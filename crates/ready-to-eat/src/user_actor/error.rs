//! Error types for the User actor.

use thiserror::Error;

/// Errors that can occur during user operations.
#[derive(Debug, Clone, Error, PartialEq)]
pub enum UserError {
    /// The requested user was not found.
    #[error("User not found: {0}")]
    NotFound(String),

    /// A points update tried to store a negative balance.
    #[error("Points balance cannot be negative (got {0})")]
    NegativePoints(i64),

    /// An error occurred while communicating with the actor system.
    #[error("Actor communication error: {0}")]
    ActorCommunicationError(String),
}

impl From<String> for UserError {
    fn from(msg: String) -> Self {
        UserError::ActorCommunicationError(msg)
    }
}
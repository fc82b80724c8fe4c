use crate::model::{FoodId, UserId};
use chrono::{DateTime, Utc};
use rand::Rng;
use serde::{Deserialize, Serialize};
use std::fmt::Display;

/// Minutes an order may sit in `Ready` before it is considered picked up.
pub const READY_WAIT_MINUTES: i64 = 60;

/// Type-safe identifier for Orders.
#[derive(Debug, Clone, Copy, PartialEq, Eq, Hash, PartialOrd, Ord, Serialize, Deserialize)]
pub struct OrderId(pub u32);

impl Display for OrderId {
    fn fmt(&self, f: &mut std::fmt::Formatter<'_>) -> std::fmt::Result {
        write!(f, "order_{}", self.0)
    }
}

/// Order progression. Transitions only move forward:
/// `Current → Ready → Completed`, with `Completed` terminal.
#[derive(Debug, Clone, Copy, PartialEq, Eq, Serialize, Deserialize)]
#[serde(rename_all = "lowercase")]
pub enum OrderStatus {
    Current,
    Ready,
    Completed,
}

impl Display for OrderStatus {
    fn fmt(&self, f: &mut std::fmt::Formatter<'_>) -> std::fmt::Result {
        match self {
            OrderStatus::Current => write!(f, "current"),
            OrderStatus::Ready => write!(f, "ready"),
            OrderStatus::Completed => write!(f, "completed"),
        }
    }
}

/// One line of an order, snapshotting the food's name and price at the
/// moment the order was placed. `item_total` is computed once from the
/// snapshot price and never recomputed afterwards.
#[derive(Debug, Clone, PartialEq, Serialize)]
pub struct OrderItem {
    pub line_no: u32,
    pub food_id: FoodId,
    pub food_name: String,
    pub food_price: f64,
    pub quantity: u32,
    pub has_extra: bool,
    pub item_total: f64,
}

/// A customer order with its owned line items.
///
/// Header totals (`total_amount`, `tax_amount`, `grand_total`,
/// `points_earned`) are caller-supplied and stored as-is; the store does not
/// recompute or cross-check them. `ready_time` and `completed_time` are
/// stamped exactly once, on first entry to the corresponding status.
#[derive(Debug, Clone, PartialEq, Serialize)]
pub struct Order {
    pub id: OrderId,
    pub order_number: String,
    pub user_id: UserId,
    pub total_amount: f64,
    pub tax_amount: f64,
    pub grand_total: f64,
    pub points_earned: i64,
    /// Preparation estimate, in minutes from `order_time`.
    pub estimated_time: u32,
    pub status: OrderStatus,
    pub payment_method: Option<String>,
    pub payment_details: Option<serde_json::Value>,
    pub order_time: DateTime<Utc>,
    pub ready_time: Option<DateTime<Utc>>,
    pub completed_time: Option<DateTime<Utc>>,
    pub created_at: DateTime<Utc>,
    pub updated_at: DateTime<Utc>,
    pub items: Vec<OrderItem>,
}

/// One requested line at checkout. Name/price snapshots are taken by the
/// order actor when the order is created.
#[derive(Debug, Clone, Deserialize)]
pub struct OrderLine {
    pub food_id: FoodId,
    pub quantity: u32,
    pub has_extra: bool,
}

/// Payload for creating an order. Built by the API surface: it resolves the
/// owning user (guests fall back to the configured account), mints the
/// order number, and stamps `now` once so every timestamp in the new order
/// agrees.
#[derive(Debug, Clone)]
pub struct OrderCreate {
    pub order_number: String,
    pub user_id: UserId,
    pub lines: Vec<OrderLine>,
    pub total_amount: f64,
    pub tax_amount: f64,
    pub grand_total: f64,
    pub points_earned: i64,
    pub estimated_time: u32,
    pub payment_method: Option<String>,
    pub payment_details: Option<serde_json::Value>,
    pub now: DateTime<Utc>,
}

/// Mints a human-readable order number: the creation date plus a random
/// hex suffix, e.g. `ORD-20260807-3FA2C1`. Uniqueness rests on the suffix;
/// within one day two orders collide with probability 1/16^6.
pub fn new_order_number(now: DateTime<Utc>) -> String {
    let suffix: u32 = rand::rng().random_range(0..0x0100_0000);
    format!("ORD-{}-{:06X}", now.format("%Y%m%d"), suffix)
}

impl Order {
    /// Applies the time-based transition rules to this order.
    ///
    /// Pure in `now`: given the same stored timestamps and the same `now`,
    /// repeat calls change nothing (the set-once guards keep `ready_time`
    /// and `completed_time` stable). Returns the new status when a
    /// transition fired.
    ///
    /// Rules, evaluated once per call:
    /// - `Current`: ready once `now - order_time >= estimated_time` minutes.
    /// - `Ready`: completed once `now - ready_time >= 60` minutes.
    /// - `Completed`: terminal.
    pub fn reconcile(&mut self, now: DateTime<Utc>) -> Option<OrderStatus> {
        match self.status {
            OrderStatus::Current => {
                let elapsed = now.signed_duration_since(self.order_time).num_minutes();
                if elapsed >= i64::from(self.estimated_time) {
                    self.status = OrderStatus::Ready;
                    if self.ready_time.is_none() {
                        self.ready_time = Some(now);
                    }
                    self.updated_at = now;
                    Some(OrderStatus::Ready)
                } else {
                    None
                }
            }
            OrderStatus::Ready => {
                let ready_since = self.ready_time.unwrap_or(self.order_time);
                let waited = now.signed_duration_since(ready_since).num_minutes();
                if waited >= READY_WAIT_MINUTES {
                    self.status = OrderStatus::Completed;
                    if self.completed_time.is_none() {
                        self.completed_time = Some(now);
                    }
                    self.updated_at = now;
                    Some(OrderStatus::Completed)
                } else {
                    None
                }
            }
            OrderStatus::Completed => None,
        }
    }

    /// Admin override: jump straight to `status`, bypassing the elapsed-time
    /// rules. `order_time` is never reset; `ready_time`/`completed_time`
    /// follow the same set-once rule as automatic transitions.
    pub fn force_status(&mut self, status: OrderStatus, now: DateTime<Utc>) {
        self.status = status;
        match status {
            OrderStatus::Current => {}
            OrderStatus::Ready => {
                if self.ready_time.is_none() {
                    self.ready_time = Some(now);
                }
            }
            OrderStatus::Completed => {
                if self.completed_time.is_none() {
                    self.completed_time = Some(now);
                }
            }
        }
        self.updated_at = now;
    }
}
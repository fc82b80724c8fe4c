//! # Generic Client
//!
//! This module defines the generic client for communicating with actors.

use crate::entity::ActorEntity;
use crate::error::FrameworkError;
use crate::message::ResourceRequest;
use tokio::sync::{mpsc, oneshot};

/// A type-safe client for interacting with a `ResourceActor`.
///
/// * **Cloneable** – holds only a sender, so cloning is inexpensive.
/// * **Async API** – all methods return `Future`s that resolve to
///   `Result<…, FrameworkError>`.
/// * **Generic** – works with any entity that implements `ActorEntity`.
#[derive(Clone)]
pub struct ResourceClient<T: ActorEntity> {
    sender: mpsc::Sender<ResourceRequest<T>>,
}

impl<T: ActorEntity> ResourceClient<T> {
    pub fn new(sender: mpsc::Sender<ResourceRequest<T>>) -> Self {
        Self { sender }
    }

    pub async fn create(&self, params: T::Create) -> Result<T::Id, FrameworkError> {
        let (respond_to, response) = oneshot::channel();
        self.sender
            .send(ResourceRequest::Create { params, respond_to })
            .await
            .map_err(|_| FrameworkError::ActorClosed)?;
        response.await.map_err(|_| FrameworkError::ActorDropped)?
    }

    pub async fn get(&self, id: T::Id) -> Result<Option<T>, FrameworkError> {
        let (respond_to, response) = oneshot::channel();
        self.sender
            .send(ResourceRequest::Get { id, respond_to })
            .await
            .map_err(|_| FrameworkError::ActorClosed)?;
        response.await.map_err(|_| FrameworkError::ActorDropped)?
    }

    pub async fn update(&self, id: T::Id, update: T::Update) -> Result<T, FrameworkError> {
        let (respond_to, response) = oneshot::channel();
        self.sender
            .send(ResourceRequest::Update {
                id,
                update,
                respond_to,
            })
            .await
            .map_err(|_| FrameworkError::ActorClosed)?;
        response.await.map_err(|_| FrameworkError::ActorDropped)?
    }

    pub async fn delete(&self, id: T::Id) -> Result<(), FrameworkError> {
        let (respond_to, response) = oneshot::channel();
        self.sender
            .send(ResourceRequest::Delete { id, respond_to })
            .await
            .map_err(|_| FrameworkError::ActorClosed)?;
        response.await.map_err(|_| FrameworkError::ActorDropped)?
    }

    pub async fn perform_action(
        &self,
        id: T::Id,
        action: T::Action,
    ) -> Result<T::ActionResult, FrameworkError> {
        let (respond_to, response) = oneshot::channel();
        self.sender
            .send(ResourceRequest::Action {
                id,
                action,
                respond_to,
            })
            .await
            .map_err(|_| FrameworkError::ActorClosed)?;
        response.await.map_err(|_| FrameworkError::ActorDropped)?
    }

    pub async fn perform_store_action(
        &self,
        action: T::StoreAction,
    ) -> Result<T::StoreActionResult, FrameworkError> {
        let (respond_to, response) = oneshot::channel();
        self.sender
            .send(ResourceRequest::Store { action, respond_to })
            .await
            .map_err(|_| FrameworkError::ActorClosed)?;
        response.await.map_err(|_| FrameworkError::ActorDropped)?
    }
}
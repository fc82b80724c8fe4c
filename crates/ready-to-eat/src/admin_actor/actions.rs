//! Custom operations on the admin store.

use crate::model::Admin;

/// Operations addressed to the whole admin store.
#[derive(Debug, Clone)]
pub enum AdminStoreAction {
    /// Lookup by the unique username column.
    FindByUsername(String),
}

/// Results of [`AdminStoreAction`]s.
#[derive(Debug, Clone)]
pub enum AdminStoreResult {
    Found(Option<Admin>),
}
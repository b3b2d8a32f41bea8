//! Data-Source Catalog
//!
//! In-memory stand-in for the metadata store: data sources, allowlist rules
//! and the semantic model derived from each source's schema. Loadable from a
//! JSON catalog file for the CLI and tests.

use crate::error::{InsightError, Result};
use crate::security::allowlist::{resolve_for_role, AccessPolicy, Allowlist, TableRule};
use crate::semantic::describer::{describe_columns, ColumnDescriber};
use crate::semantic::document::SemanticDocument;
use crate::semantic::metric::{MetricCatalog, MetricDefinition};
use crate::semantic::model::{build_semantic_model, SemanticModel, TableSchema};
use async_trait::async_trait;
use serde::{Deserialize, Serialize};
use std::collections::HashMap;
use std::path::Path;

pub const DEFAULT_ROLES: &[&str] = &["admin", "executive", "senior_executive", "finance", "sales"];

#[derive(Debug, Clone, PartialEq, Eq, Serialize, Deserialize)]
pub struct DataSource {
    pub id: String,
    pub organization_id: String,
    #[serde(default)]
    pub name: String,
    pub connection_uri: String,
}

#[async_trait]
pub trait DataSourceCatalog: Send + Sync {
    async fn data_source(&self, data_source_id: &str) -> Result<Option<DataSource>>;
}

/// On-disk catalog layout.
#[derive(Debug, Clone, Default, Serialize, Deserialize)]
pub struct CatalogFile {
    pub data_sources: Vec<DataSource>,
    #[serde(default)]
    pub roles: Vec<String>,
    /// Data source id to allowlist rules.
    #[serde(default)]
    pub allowlists: HashMap<String, Vec<TableRule>>,
    /// Data source id to introspected table schemas.
    #[serde(default)]
    pub schemas: HashMap<String, Vec<TableSchema>>,
}

#[derive(Debug, Clone, Default)]
pub struct InMemoryCatalog {
    roles: Vec<String>,
    data_sources: HashMap<String, DataSource>,
    rules: HashMap<String, Vec<TableRule>>,
    models: HashMap<String, SemanticModel>,
}

impl InMemoryCatalog {
    pub fn new(roles: Vec<String>) -> Self {
        let roles = if roles.is_empty() {
            DEFAULT_ROLES.iter().map(|r| r.to_string()).collect()
        } else {
            roles
        };
        Self {
            roles,
            ..Default::default()
        }
    }

    pub fn from_catalog_file(file: CatalogFile) -> Self {
        let mut catalog = Self::new(file.roles);
        for data_source in file.data_sources {
            catalog.add_data_source(data_source);
        }
        for (data_source_id, rules) in file.allowlists {
            catalog.set_allowlist_rules(&data_source_id, rules);
        }
        for (data_source_id, schemas) in file.schemas {
            catalog.build_semantic_model(&data_source_id, &schemas);
        }
        catalog
    }

    pub fn load(path: &Path) -> Result<Self> {
        let raw = std::fs::read_to_string(path)
            .map_err(|e| InsightError::Catalog(format!("Failed to read {}: {}", path.display(), e)))?;
        let file: CatalogFile = serde_json::from_str(&raw)?;
        Ok(Self::from_catalog_file(file))
    }

    pub fn roles(&self) -> &[String] {
        &self.roles
    }

    pub fn add_data_source(&mut self, data_source: DataSource) {
        self.data_sources.insert(data_source.id.clone(), data_source);
    }

    pub fn set_allowlist_rules(&mut self, data_source_id: &str, rules: Vec<TableRule>) {
        self.rules.insert(data_source_id.to_string(), rules);
    }

    /// Rebuild the semantic model of a data source from its schemas and current rules.
    pub fn build_semantic_model(&mut self, data_source_id: &str, schemas: &[TableSchema]) -> &SemanticModel {
        let rules = self.rules.get(data_source_id).cloned().unwrap_or_default();
        let model = build_semantic_model(schemas, &rules, &self.roles);
        self.models.insert(data_source_id.to_string(), model);
        &self.models[data_source_id]
    }

    /// Rewrite column descriptions of every semantic model through `describer`.
    pub async fn describe_columns(&mut self, describer: &dyn ColumnDescriber) -> usize {
        let mut described = 0;
        for model in self.models.values_mut() {
            described += describe_columns(model, describer).await;
        }
        described
    }

    pub fn semantic_model(&self, data_source_id: &str) -> Option<&SemanticModel> {
        self.models.get(data_source_id)
    }

    pub fn documents(&self, data_source_id: &str) -> Vec<SemanticDocument> {
        self.models
            .get(data_source_id)
            .map(|model| model.to_documents(data_source_id))
            .unwrap_or_default()
    }

    pub fn data_sources(&self) -> impl Iterator<Item = &DataSource> {
        self.data_sources.values()
    }

    pub fn allowlist_for(&self, data_source_id: &str, role: &str) -> Allowlist {
        self.rules
            .get(data_source_id)
            .map(|rules| resolve_for_role(rules, role))
            .unwrap_or_default()
    }
}

#[async_trait]
impl DataSourceCatalog for InMemoryCatalog {
    async fn data_source(&self, data_source_id: &str) -> Result<Option<DataSource>> {
        Ok(self.data_sources.get(data_source_id).cloned())
    }
}

#[async_trait]
impl AccessPolicy for InMemoryCatalog {
    async fn resolve_role_scoped_allowlist(&self, data_source_id: &str, role: &str) -> Result<Allowlist> {
        Ok(self.allowlist_for(data_source_id, role))
    }
}

#[async_trait]
impl MetricCatalog for InMemoryCatalog {
    async fn metrics(&self, organization_id: &str, data_source_id: &str) -> Result<Vec<MetricDefinition>> {
        let owned = self
            .data_sources
            .get(data_source_id)
            .map(|ds| ds.organization_id == organization_id)
            .unwrap_or(false);
        if !owned {
            return Ok(Vec::new());
        }
        Ok(self
            .models
            .get(data_source_id)
            .map(|model| model.metrics.clone())
            .unwrap_or_default())
    }
}
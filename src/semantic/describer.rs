//! Column Descriptions
//!
//! Optional LLM-written descriptions for semantic columns. The template text
//! produced by the model builder stays in place whenever the provider is not
//! configured or a call fails.

use crate::config::Settings;
use crate::error::{InsightError, Result};
use crate::semantic::model::{SemanticColumn, SemanticModel};
use async_trait::async_trait;
use std::sync::Arc;
use std::time::Duration;
use tracing::{info, warn};

const DESCRIBE_SYSTEM_PROMPT: &str = "You generate concise BI metadata.";

#[async_trait]
pub trait ColumnDescriber: Send + Sync {
    async fn describe(&self, column: &SemanticColumn) -> Result<String>;
}

/// OpenAI-compatible `/chat/completions` client answering in JSON mode.
pub struct LlmClient {
    client: reqwest::Client,
    api_key: String,
    base_url: String,
    model: String,
}

impl LlmClient {
    pub fn new(api_key: String, base_url: String, model: String) -> Self {
        let client = reqwest::Client::builder()
            .timeout(Duration::from_secs(45))
            .build()
            .unwrap_or_else(|_| reqwest::Client::new());
        Self {
            client,
            api_key,
            base_url,
            model,
        }
    }

    /// One deterministic completion whose message content is a JSON object.
    pub async fn complete_json(&self, system_prompt: &str, user_prompt: &str) -> Result<serde_json::Value> {
        let body = serde_json::json!({
            "model": self.model,
            "temperature": 0,
            "response_format": { "type": "json_object" },
            "messages": [
                { "role": "system", "content": system_prompt },
                { "role": "user", "content": user_prompt },
            ],
        });

        let response = self
            .client
            .post(format!("{}/chat/completions", self.base_url.trim_end_matches('/')))
            .header("Authorization", format!("Bearer {}", self.api_key))
            .header("Content-Type", "application/json")
            .json(&body)
            .send()
            .await
            .map_err(|e| InsightError::Llm(format!("Completion API call failed: {}", e)))?;

        let status = response.status();
        if !status.is_success() {
            let error_text = response.text().await.unwrap_or_else(|_| "Unknown error".to_string());
            return Err(InsightError::Llm(format!("Completion API error ({}): {}", status, error_text)));
        }

        let response_json: serde_json::Value = response
            .json()
            .await
            .map_err(|e| InsightError::Llm(format!("Failed to parse completion response: {}", e)))?;
        message_json(&response_json)
    }
}

/// The first choice's message content, itself parsed as JSON.
fn message_json(response: &serde_json::Value) -> Result<serde_json::Value> {
    let content = response
        .get("choices")
        .and_then(|c| c.as_array())
        .and_then(|arr| arr.first())
        .and_then(|first| first.get("message"))
        .and_then(|m| m.get("content"))
        .and_then(|c| c.as_str())
        .ok_or_else(|| InsightError::Llm("No message content in completion response".to_string()))?;
    serde_json::from_str(content).map_err(|e| InsightError::Llm(format!("Completion content is not JSON: {}", e)))
}

/// Trimmed `description` of the answer, or a bare name when it is blank.
fn description_from(answer: &serde_json::Value, column: &SemanticColumn) -> String {
    let description = answer
        .get("description")
        .map(|d| match d.as_str() {
            Some(text) => text.trim().to_string(),
            None => d.to_string(),
        })
        .unwrap_or_default();
    if description.is_empty() {
        format!("{} in {}.", column.column_name, column.table_name)
    } else {
        description
    }
}

#[async_trait]
impl ColumnDescriber for LlmClient {
    async fn describe(&self, column: &SemanticColumn) -> Result<String> {
        let prompt = format!(
            "Return JSON with key 'description'. Table: {}, Column: {}, Semantic Type: {}.",
            column.table_name,
            column.column_name,
            column.semantic_type.as_str()
        );
        let answer = self.complete_json(DESCRIBE_SYSTEM_PROMPT, &prompt).await?;
        Ok(description_from(&answer, column))
    }
}

/// Replace column descriptions in place. Failed columns keep their current text.
/// Returns how many were rewritten.
pub async fn describe_columns(model: &mut SemanticModel, describer: &dyn ColumnDescriber) -> usize {
    let mut described = 0;
    for column in &mut model.columns {
        match describer.describe(column).await {
            Ok(description) => {
                column.description = description;
                described += 1;
            }
            Err(e) => warn!(
                table = %column.table_name,
                column = %column.column_name,
                error = %e,
                "column description failed, keeping template"
            ),
        }
    }
    info!(described, total = model.columns.len(), "described semantic columns");
    described
}

/// `None` when no LLM provider is configured.
pub fn describer_from_settings(settings: &Settings) -> Option<Arc<dyn ColumnDescriber>> {
    if !settings.embedding_configured() {
        return None;
    }
    Some(Arc::new(LlmClient::new(
        settings.llm_api_key.clone(),
        settings.llm_api_base.clone(),
        settings.llm_model.clone(),
    )))
}
//! Role-Filtered Semantic Retrieval
//!
//! Embeds the question, over-fetches nearest documents, drops the ones the
//! role cannot see and truncates to `k`. Over-fetching keeps role filtering
//! from starving legitimate results out of the candidate set.

use crate::error::Result;
use crate::semantic::document::SemanticDocument;
use crate::semantic::embedder::EmbeddingProvider;
use crate::semantic::vector_store::{VectorRecord, VectorStore};
use async_trait::async_trait;
use std::sync::Arc;
use tracing::debug;

const OVERFETCH_FACTOR: usize = 5;
const MIN_CANDIDATES: usize = 25;

#[async_trait]
pub trait SemanticSearch: Send + Sync {
    async fn search(
        &self,
        collection: &str,
        query_text: &str,
        k: usize,
        role: &str,
    ) -> Result<Vec<SemanticDocument>>;
}

pub fn candidate_count(k: usize) -> usize {
    (k * OVERFETCH_FACTOR).max(MIN_CANDIDATES)
}

pub struct SemanticRetriever {
    store: Arc<dyn VectorStore>,
    embedder: Arc<dyn EmbeddingProvider>,
}

impl SemanticRetriever {
    pub fn new(store: Arc<dyn VectorStore>, embedder: Arc<dyn EmbeddingProvider>) -> Self {
        Self { store, embedder }
    }

    /// Embed and upsert documents. Documents without text are skipped.
    pub async fn index_documents(&self, collection: &str, documents: Vec<SemanticDocument>) -> Result<usize> {
        let mut records = Vec::with_capacity(documents.len());
        for document in documents {
            if document.text.trim().is_empty() || document.id.is_empty() {
                continue;
            }
            let vector = self.embedder.embed(&document.text).await?;
            records.push(VectorRecord {
                id: document.id.clone(),
                vector,
                document,
            });
        }
        let indexed = records.len();
        self.store.upsert(collection, records).await?;
        debug!(collection, indexed, "indexed semantic documents");
        Ok(indexed)
    }
}

#[async_trait]
impl SemanticSearch for SemanticRetriever {
    async fn search(
        &self,
        collection: &str,
        query_text: &str,
        k: usize,
        role: &str,
    ) -> Result<Vec<SemanticDocument>> {
        let vector = self.embedder.embed(query_text).await?;
        let candidates = self.store.query(collection, &vector, candidate_count(k)).await?;
        let fetched = candidates.len();

        let visible: Vec<SemanticDocument> = candidates
            .into_iter()
            .map(|scored| scored.document)
            .filter(|doc| doc.is_visible_to(role))
            .take(k)
            .collect();

        debug!(collection, role, fetched, returned = visible.len(), "semantic search");
        Ok(visible)
    }
}
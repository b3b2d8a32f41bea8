//! Restricted Metric Detection
//!
//! Denies a question up front when it only mentions metrics the role cannot
//! see. A question that also touches a visible metric is let through; the
//! allowlist and SQL guardrail still bound what it can read.

use crate::semantic::metric::MetricDefinition;
use itertools::Itertools;
use regex::Regex;

const STOPWORDS: &[&str] = &["count", "metric", "table", "from", "default", "generated", "column"];
const MIN_TOKEN_LEN: usize = 4;

/// Matched metrics for one question, split by visibility to the role.
#[derive(Debug, Clone, Copy, Default, PartialEq, Eq)]
pub struct MetricHits {
    pub restricted: usize,
    pub visible: usize,
}

impl MetricHits {
    pub fn targets_only_restricted(&self) -> bool {
        self.restricted > 0 && self.visible == 0
    }
}

/// Significant tokens of a metric's name and description, in first-seen order.
pub fn important_tokens(text: &str) -> Vec<String> {
    text.replace('_', " ")
        .split_whitespace()
        .map(|token| token.trim().to_lowercase())
        .filter(|token| token.chars().count() >= MIN_TOKEN_LEN && !STOPWORDS.contains(&token.as_str()))
        .unique()
        .collect()
}

pub fn tally_metric_hits(question: &str, metrics: &[MetricDefinition], role: &str) -> MetricHits {
    let question = question.to_lowercase();
    let mut hits = MetricHits::default();

    for metric in metrics {
        let tokens = important_tokens(&format!("{} {}", metric.name, metric.description));
        if !tokens.iter().any(|token| contains_word(&question, token)) {
            continue;
        }
        if metric.is_visible_to(role) {
            hits.visible += 1;
        } else {
            hits.restricted += 1;
        }
    }
    hits
}

pub fn is_restricted_metric_request(question: &str, metrics: &[MetricDefinition], role: &str) -> bool {
    tally_metric_hits(question, metrics, role).targets_only_restricted()
}

/// `word` occurs in `haystack` with no word character on either side.
fn contains_word(haystack: &str, word: &str) -> bool {
    if word.is_empty() {
        return false;
    }
    Regex::new(&format!(r"\b{}\b", regex::escape(word)))
        .map(|pattern| pattern.is_match(haystack))
        .unwrap_or(false)
}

■ **Task to complete**: Extract every line above containing the word "SemanticRetriever".

■ **Your response**:
pub struct SemanticRetriever {
impl SemanticRetriever {
impl SemanticSearch for SemanticRetriever {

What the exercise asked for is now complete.